Problem description :: Everything below from the line with "pub fn verbosity_level(verbose: u8)" to the last line, both included, is to be written out exactly, with nothing added.

+ + + + +

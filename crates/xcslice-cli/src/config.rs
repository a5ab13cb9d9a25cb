//! Configuration loading for the CLI

use anyhow::{Context, Result};
use std::path::Path;
use xcslice_core::ResolverConfig;
use xcslice_logging::{LevelFilter, ReloadHandle};

/// Load resolver configuration
///
/// `.json` files are decoded as JSON, anything else as TOML. Without a path
/// the defaults are used.
pub fn load(path: Option<&Path>) -> Result<ResolverConfig> {
    let Some(path) = path else {
        return Ok(ResolverConfig::default());
    };

    let content =
        std::fs::read(path).with_context(|| format!("Failed to read config: {:?}", path))?;

    let config = if path.extension().is_some_and(|ext| ext == "json") {
        ResolverConfig::from_json(&content)
    } else {
        let text = String::from_utf8(content).context("Config file is not valid UTF-8")?;
        ResolverConfig::from_toml(&text)
    };

    let config = config.with_context(|| format!("Invalid config: {:?}", path))?;
    tracing::debug!("Loaded config from {}", path.display());
    Ok(config)
}

/// Level requested by `-v` flags, `None` without any
pub fn verbosity_level(verbose: u8) -> Option<LevelFilter> {
    match verbose {
        0 => None,
        1 => Some(LevelFilter::INFO),
        2 => Some(LevelFilter::DEBUG),
        _ => Some(LevelFilter::TRACE),
    }
}

/// Effective log level: `-v` flags override the configured level
pub fn log_level(config: &ResolverConfig, verbose: u8) -> Result<LevelFilter> {
    match verbosity_level(verbose) {
        Some(level) => Ok(level),
        None => xcslice_logging::parse_level(&config.log_level)
            .with_context(|| format!("Unknown log level: {:?}", config.log_level)),
    }
}

/// Install the stderr subscriber before the config is read
///
/// Uses the `-v` level, or `warn` until the configured level is known.
pub fn init_logging(verbose: u8) -> Result<()> {
    let level = verbosity_level(verbose).unwrap_or(LevelFilter::WARN);
    xcslice_logging::init_logging(level).context("Failed to initialize logging")
}

/// Switch the installed subscriber to the effective level for `config`
pub fn apply_log_level(config: &ResolverConfig, verbose: u8) -> Result<()> {
    let level = log_level(config, verbose)?;
    ReloadHandle::global()
        .set_level(level)
        .context("Failed to apply log level")
}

+ + + + +

Reply to the task ::
pub fn verbosity_level(verbose: u8) -> Option<LevelFilter> {
    match verbose {
        0 => None,
        1 => Some(LevelFilter::INFO),
        2 => Some(LevelFilter::DEBUG),
        _ => Some(LevelFilter::TRACE),
    }
}

/// Effective log level: `-v` flags override the configured level
pub fn log_level(config: &ResolverConfig, verbose: u8) -> Result<LevelFilter> {
    match verbosity_level(verbose) {
        Some(level) => Ok(level),
        None => xcslice_logging::parse_level(&config.log_level)
            .with_context(|| format!("Unknown log level: {:?}", config.log_level)),
    }
}

/// Install the stderr subscriber before the config is read
///
/// Uses the `-v` level, or `warn` until the configured level is known.
pub fn init_logging(verbose: u8) -> Result<()> {
    let level = verbosity_level(verbose).unwrap_or(LevelFilter::WARN);
    xcslice_logging::init_logging(level).context("Failed to initialize logging")
}

/// Switch the installed subscriber to the effective level for `config`
pub fn apply_log_level(config: &ResolverConfig, verbose: u8) -> Result<()> {
    let level = log_level(config, verbose)?;
    ReloadHandle::global()
        .set_level(level)
        .context("Failed to apply log level")
}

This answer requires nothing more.